Metoda-metoda didalam Mikroteknik

MIKROTEKNIK

Mikroteknik merupakan ilmu atau seni mempersiapkan organ, jaringan atau bagian jaringan untuk dapat diamati dan ditelaah. Penelaahan umumnya dilakukan dengan bantuan mikroskop, karena struktur jaringan secara terperinci pada galibnya terlalu kecil untuk dapat dilihat dengan mata telanjang. Ruang lingkup yang mencakup materi mikroteknik dapat diperoleh dari sejumlah definisi dan peristilahan yang bisa dipakai, hanya saja sebaiknya kita mencamkan dalam pikiran kita bahwa suatu spesimen mikroteknik dapat merupakan sebagian atau seluruhan dari struktur yang ditetapkan. Selain dilekapkan dengan kaca preparat, spesimen tadi umumnya dilindungi dengan kaca penutup, yaitu sepotong kaca yang sangat tipis ataupun plastik yang tembus pandang yang direkatkan diatas spesimen tersebut (Gunarso, 1989). Sedangkan menurut Amar (2008) Mikroteknik adalah ilmu yang akan mempelajari metode/prosedur pembuatan preparat mikroskopik.

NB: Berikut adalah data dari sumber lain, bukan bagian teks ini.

//! Engine error taxonomy and its HTTP mapping.

use concord_db::DbError;
use concord_lifecycle::LifecycleError;
use thiserror::Error;

use crate::storage::StorageError;

pub type Result<T> = std::result::Result<T, EngineError>;

#[derive(Debug, Error)]
pub enum EngineError {
    #[error("{0}")]
    NotFound(String),

    #[error("{0}")]
    Forbidden(String),

    #[error("{0}")]
    LockConflict(String),

    #[error("{0}")]
    InvalidState(String),

    #[error("{0}")]
    ApprovalRequired(String),

    #[error("Cannot send contract to yourself")]
    SelfTarget,

    #[error("Either recipient_username or recipient_email is required")]
    MissingRecipient,

    #[error("Recipient not found")]
    RecipientNotFound,

    /// The row exists but its blob is gone from the file store.
    #[error("File not found")]
    FileMissing,

    #[error("{0}")]
    InvalidInput(String),

    #[error("Username already registered")]
    UsernameTaken,

    #[error("Email already registered")]
    EmailTaken,

    #[error("Storage error: {0}")]
    Storage(#[from] StorageError),

    #[error(transparent)]
    Db(#[from] DbError),

    #[error("Encoding error: {0}")]
    Encode(#[from] serde_json::Error),
}

impl EngineError {
    pub fn not_found(msg: impl Into<String>) -> Self {
        Self::NotFound(msg.into())
    }

    pub fn invalid_input(msg: impl Into<String>) -> Self {
        Self::InvalidInput(msg.into())
    }

    /// HTTP status the API layer answers with.
    pub fn status_code(&self) -> u16 {
        match self {
            EngineError::NotFound(_)
            | EngineError::RecipientNotFound
            | EngineError::FileMissing => 404,
            EngineError::Forbidden(_) => 403,
            EngineError::LockConflict(_) => 409,
            EngineError::InvalidState(_)
            | EngineError::ApprovalRequired(_)
            | EngineError::SelfTarget
            | EngineError::MissingRecipient
            | EngineError::InvalidInput(_)
            | EngineError::UsernameTaken
            | EngineError::EmailTaken => 400,
            EngineError::Db(DbError::NotFound(_)) => 404,
            EngineError::Storage(_) | EngineError::Db(_) | EngineError::Encode(_) => 500,
        }
    }

    /// Stable machine-readable code for `ErrorResponse`.
    pub fn code(&self) -> &'static str {
        match self {
            EngineError::NotFound(_) => "NOT_FOUND",
            EngineError::Forbidden(_) => "FORBIDDEN",
            EngineError::LockConflict(_) => "LOCK_CONFLICT",
            EngineError::InvalidState(_) => "INVALID_STATE",
            EngineError::ApprovalRequired(_) => "APPROVAL_REQUIRED",
            EngineError::SelfTarget => "SELF_TARGET",
            EngineError::MissingRecipient => "MISSING_RECIPIENT",
            EngineError::RecipientNotFound => "RECIPIENT_NOT_FOUND",
            EngineError::FileMissing => "FILE_MISSING",
            EngineError::InvalidInput(_) => "INVALID_INPUT",
            EngineError::UsernameTaken => "USERNAME_TAKEN",
            EngineError::EmailTaken => "EMAIL_TAKEN",
            EngineError::Storage(_) => "STORAGE_ERROR",
            EngineError::Db(DbError::NotFound(_)) => "NOT_FOUND",
            EngineError::Db(_) => "DATABASE_ERROR",
            EngineError::Encode(_) => "ENCODING_ERROR",
        }
    }

    /// Caller mistakes as opposed to infrastructure failures.
    pub fn is_client_error(&self) -> bool {
        (400..500).contains(&self.status_code())
    }
}

impl From<LifecycleError> for EngineError {
    fn from(err: LifecycleError) -> Self {
        match err {
            LifecycleError::Forbidden(msg) => EngineError::Forbidden(msg),
            LifecycleError::LockConflict(msg) => EngineError::LockConflict(msg),
            LifecycleError::InvalidState(msg) => EngineError::InvalidState(msg),
            LifecycleError::ApprovalRequired(msg) => EngineError::ApprovalRequired(msg),
            LifecycleError::SelfTarget => EngineError::SelfTarget,
        }
    }
}

#[cfg(test)]
mod tests {
    use super::*;

    #[test]
    fn test_status_codes() {
        assert_eq!(EngineError::not_found("Contract not found").status_code(), 404);
        assert_eq!(EngineError::Forbidden("no".into()).status_code(), 403);
        assert_eq!(EngineError::LockConflict("busy".into()).status_code(), 409);
        assert_eq!(EngineError::RecipientNotFound.status_code(), 404);
        assert_eq!(EngineError::FileMissing.status_code(), 404);
        assert_eq!(EngineError::SelfTarget.status_code(), 400);
        assert_eq!(EngineError::MissingRecipient.status_code(), 400);
        assert_eq!(EngineError::EmailTaken.status_code(), 400);
        assert_eq!(
            EngineError::Db(DbError::constraint("boom")).status_code(),
            500
        );
    }

    #[test]
    fn test_lifecycle_errors_keep_their_message() {
        let err: EngineError = LifecycleError::approval_required(
            "Both parties must approve the contract before signing",
        )
        .into();
        assert_eq!(err.code(), "APPROVAL_REQUIRED");
        assert_eq!(
            err.to_string(),
            "Both parties must approve the contract before signing"
        );

        let err: EngineError = LifecycleError::SelfTarget.into();
        assert_eq!(err.to_string(), "Cannot send contract to yourself");
        assert!(err.is_client_error());
    }
}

Mikroteknik merupakan teknik pembuatan sediaan atau preparat secara  mikroskopis, tentunya pendekatan teoritis tidaklah memadai untuk memahami secara menyeluruh mengenai Mikroteknik, sebab yang namanya teknik lebih menekankan pemahaman pada wilayah aplikatifnya meskipun pada dasarnya landasan teoritis juga diperlukan dalam rangka memberikan beberapa petunjuk yang harus dilalui agar proses pembuatan sediaan sesuai dengan prosedural kerja dan alasan penggunaan ataupun pemilihan bahan yang akan digunakan dalam pembuatan sediaan Mikroskopis.

Organ adalah susunan dari bagian organisme, yang tujuannya melakukan fungsi tertentu ataupun kesatuan yang erat kaitannya. Dengan demikian pembuluh darah adalah organ yang fungsinya membawa atau mengalirkan darah. Hati adalah organ yang mempunyai banyak fungsi, akan tetapi sebagai kesatuan fungsi maka hati ini erat kaitannya dengan pencernaan dan asimilasi makanan (Gunarso, 1989).

Jaringan adalah kumpulan sel yang mempunyai fungsi tertentu yang khas bagi perkembangannya. Sebagai contoh jaringan epitelia dapat terdiri dari satu atau beberapa lapisan sel yang telah berkembang dan membantuk lapisan penutup, jenis jaringan lainnya, jaringan otot terdiri dari sel-sel yang reka membentuk otot (Gunarso, 1989).
Sel adalah bagian yang merupakan penyusun dasar suatu jaringan, dan pada kenyataannnya merupakan bagian dari semua makhluk hidup. Suatu sel dapat merupakan organisme yang lengkap, ataupun sejumlah sel dapat bergabung membentuk suatu jaringan, kombinasi penyusunnya membentuk orga-organ. Bentu-bentuk kehidupan berderajat tinggi sekalipun dimulai dari satu sel. Bila suatu organisme hanya teridiri dari satu sel, maka dinamakan Organisme Uniseluler. Sedangkan yang terbentuk oleh kumpulan sel-sel yang berbeda fungsinya dinamakan Organisme Multiseluler (Gunarso, 1989).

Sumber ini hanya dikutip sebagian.